The Council of Ministers has canceled a controversial decision to hike electricity rates by as much as 60 percent, following public outcry over the size of the increase.

However, an Electricite du Cambodge official said Sunday that a new price “acceptable to both the public and the government” will be set later this year.

According to a statement is­sued by the Council of Ministers on Thursday, the decision to cancel the rate hike that was due to go in effect Sept 1 was made after seeing the largely negative public reaction.

“After a decision on the Phnom Penh power price, the government has noted its impact on the living condition of most clients residing in Phnom Penh,” the an­nouncement stated.

“The government always pays attention to the welfare and interest of the people especially in the present situation.”

Council of Ministers and EdC officials refused to say Sunday who pushed for the cancellation during meetings Wednesday and Thursday, calling it only a “government” decision.

The increase—the first since 1994—was approved by the two prime ministers shortly after the July 26 election. Senior government officials said that the request to raise the price had been made earlier in the year by the Finance and Industry ministries but Council of Ministers delayed approval until after the polls for “political” reasons.

The new prices were a slight decrease for foreign residents but a large increase for nearly everyone else. Foreign residents pay more for electricity in Cambodia than nationals. The move was meant to help rescue the cash-strapped utility that has been losing hundreds of thousands of dollars every month.

But the planned hike was met with widespread disapproval by Phnom Penh residents. People expressed concern that they would be unable to afford the increase. Koh Santepheap newspaper called the utility “dictatorial” and the Phnom Penh Water Supply Authority warned the new power rates might force the authority to raise water rates in order to pay its own electricity bills.

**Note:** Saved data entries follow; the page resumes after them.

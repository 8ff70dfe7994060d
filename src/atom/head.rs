use super::*;

/// A struct storing the size of an atom and whether its head is extended.
///
/// 4 bytes standard length
/// 4 bytes identifier
/// 8 bytes optional extended length
#[derive(Clone, Copy, Debug, Eq, PartialEq)]
pub struct Size {
    /// Whether the head is of standard size (8 bytes) with a 32 bit length or
    /// extended (16 bytes) with a 64 bit length.
    ext: bool,
    /// The length including the head.
    len: u64,
}

impl Size {
    pub const fn from(content_len: u64) -> Self {
        let mut len = content_len + 8;
        let ext = len > u32::MAX as u64;
        if ext {
            len += 8;
        }
        Self { ext, len }
    }

    pub const fn ext(&self) -> bool {
        self.ext
    }

    pub const fn len(&self) -> u64 {
        self.len
    }

    pub const fn head_len(&self) -> u64 {
        match self.ext {
            true => 16,
            false => 8,
        }
    }

    pub const fn content_len(&self) -> u64 {
        match self.ext {
            true => self.len - 16,
            false => self.len - 8,
        }
    }
}

/// A head specifying the size and type of an atom.
#[derive(Clone, Copy, Debug, Eq, PartialEq)]
pub struct Head {
    size: Size,
    fourcc: Fourcc,
}

impl Deref for Head {
    type Target = Size;

    fn deref(&self) -> &Self::Target {
        &self.size
    }
}

impl Head {
    pub const fn new(ext: bool, len: u64, fourcc: Fourcc) -> Self {
        Self { size: Size { ext, len }, fourcc }
    }

    pub const fn from(size: Size, fourcc: Fourcc) -> Self {
        Self { size, fourcc }
    }

    pub const fn size(&self) -> Size {
        self.size
    }

    pub const fn fourcc(&self) -> Fourcc {
        self.fourcc
    }
}

/// Attempts to parse an atom head at the reader's position, bounded by the
/// enclosing window ending at `end`.
///
/// A 32 bit length of 1 denotes an extended head with a 64 bit length. A
/// length of 0 denotes an atom that extends to the end of the enclosing box;
/// such an atom is returned with its length resolved against `end`. Any other
/// length below 8 is invalid.
pub fn parse_head(reader: &mut (impl Read + Seek), end: u64) -> crate::Result<Head> {
    let pos = reader.stream_position()?;
    if pos + 8 > end {
        return Err(crate::Error::new(
            ErrorKind::Truncated,
            format!("Atom head at {pos} extends past the enclosing bound {end}"),
        ));
    }

    let len = reader.read_be_u32()? as u64;
    let mut fourcc = Fourcc([0; 4]);
    reader.read_exact(&mut *fourcc)?;

    let head = match len {
        0 => Head::new(false, end - pos, fourcc),
        1 => {
            if pos + 16 > end {
                return Err(crate::Error::new(
                    ErrorKind::Truncated,
                    format!("Extended atom head at {pos} extends past the enclosing bound {end}"),
                ));
            }
            let large = reader.read_be_u64()?;
            if large < 16 {
                return Err(crate::Error::new(
                    ErrorKind::InvalidSize(large),
                    format!("Read extended length of '{fourcc}' which is less than 16 bytes"),
                ));
            }
            Head::new(true, large, fourcc)
        }
        l if l < 8 => {
            return Err(crate::Error::new(
                ErrorKind::InvalidSize(l),
                format!("Read length of '{fourcc}' which is less than 8 bytes"),
            ));
        }
        l => Head::new(false, l, fourcc),
    };

    if pos + head.len() > end {
        return Err(crate::Error::new(
            ErrorKind::Truncated,
            format!(
                "Atom '{}' at {} with length {} extends past the enclosing bound {}",
                fourcc,
                pos,
                head.len(),
                end,
            ),
        ));
    }

    Ok(head)
}

pub fn write_head(writer: &mut impl Write, head: Head) -> crate::Result<()> {
    if head.ext() {
        writer.write_be_u32(1)?;
        writer.write_all(&*head.fourcc())?;
        writer.write_be_u64(head.len())?;
    } else {
        writer.write_be_u32(head.len() as u32)?;
        writer.write_all(&*head.fourcc())?;
    }
    Ok(())
}

/// Attempts to parse a full atom head.
///
/// 1 byte version
/// 3 bytes flags
pub fn parse_full_head(reader: &mut impl Read) -> crate::Result<(u8, [u8; 3])> {
    let version = reader.read_u8()?;
    let mut flags = [0; 3];
    reader.read_exact(&mut flags)?;

    Ok((version, flags))
}

pub fn write_full_head(writer: &mut impl Write, version: u8, flags: [u8; 3]) -> crate::Result<()> {
    writer.write_all(&[version])?;
    writer.write_all(&flags)?;
    Ok(())
}

/// A struct storing the position and size of an atom.
#[derive(Clone, Copy, Debug, Eq, PartialEq)]
pub struct AtomBounds {
    pos: u64,
    head: Head,
}

impl Deref for AtomBounds {
    type Target = Head;

    fn deref(&self) -> &Self::Target {
        &self.head
    }
}

impl AtomBounds {
    pub const fn new(pos: u64, head: Head) -> Self {
        Self { pos, head }
    }

    pub const fn pos(&self) -> u64 {
        self.pos
    }

    pub fn content_pos(&self) -> u64 {
        self.pos + self.head_len()
    }

    pub fn end(&self) -> u64 {
        self.pos + self.len()
    }
}

#[cfg(test)]
mod test {
    use super::*;
    use std::io::Cursor;

    #[test]
    fn short_head() {
        let bytes = [0x00, 0x00, 0x00, 0x10, b'm', b'o', b'o', b'v', 0, 0, 0, 0, 0, 0, 0, 0];
        let head = parse_head(&mut Cursor::new(&bytes[..]), 16).unwrap();
        assert_eq!(head.fourcc(), MOVIE);
        assert_eq!(head.len(), 16);
        assert_eq!(head.head_len(), 8);
    }

    #[test]
    fn extended_head() {
        let mut bytes = vec![0x00, 0x00, 0x00, 0x01, b'm', b'd', b'a', b't'];
        bytes.extend_from_slice(&24u64.to_be_bytes());
        bytes.extend_from_slice(&[0; 8]);
        let head = parse_head(&mut Cursor::new(&bytes[..]), 24).unwrap();
        assert_eq!(head.fourcc(), MEDIA_DATA);
        assert_eq!(head.len(), 24);
        assert_eq!(head.content_len(), 8);
    }

    #[test]
    fn zero_length_extends_to_end() {
        let mut bytes = vec![0x00, 0x00, 0x00, 0x00, b'm', b'd', b'a', b't'];
        bytes.extend_from_slice(&[0xab; 12]);
        let head = parse_head(&mut Cursor::new(&bytes[..]), 20).unwrap();
        assert_eq!(head.len(), 20);
    }

    #[test]
    fn invalid_length() {
        let bytes = [0x00, 0x00, 0x00, 0x05, b'f', b'r', b'e', b'e'];
        let err = parse_head(&mut Cursor::new(&bytes[..]), 8).unwrap_err();
        assert!(matches!(err.kind, ErrorKind::InvalidSize(5)));
    }

    #[test]
    fn truncated() {
        let bytes = [0x00, 0x00, 0x01, 0x00, b'm', b'o', b'o', b'v'];
        let err = parse_head(&mut Cursor::new(&bytes[..]), 8).unwrap_err();
        assert!(matches!(err.kind, ErrorKind::Truncated));
    }
}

Water supply Director Ek Soun Chan said Sunday he was pleased with the government’s decision. “The Council of Ministers made the right decision,” he said. “I never wanted to raise the price but there has to be a balance between revenues and expenses.”

In exchange for canceling the rate increase, EdC Deputy Planning Director Ty Norin said, the government has agreed in the short-term to continue to bail out the utility, owned by the Finance and Industry ministries but privately managed.

Electricity users can still expect to soon pay more for their power. Under instructions from the Council of Ministers, the EdC is to set a new price by the end of October, Ty Norin said. He did not elaborate on what process would be used to decide the new price.

By that time, he said, EdC hopes to have reclaimed control of the city’s 94 sub-stations, or cabins, currently being operated by private wholesalers, who buy electricity and then resell it.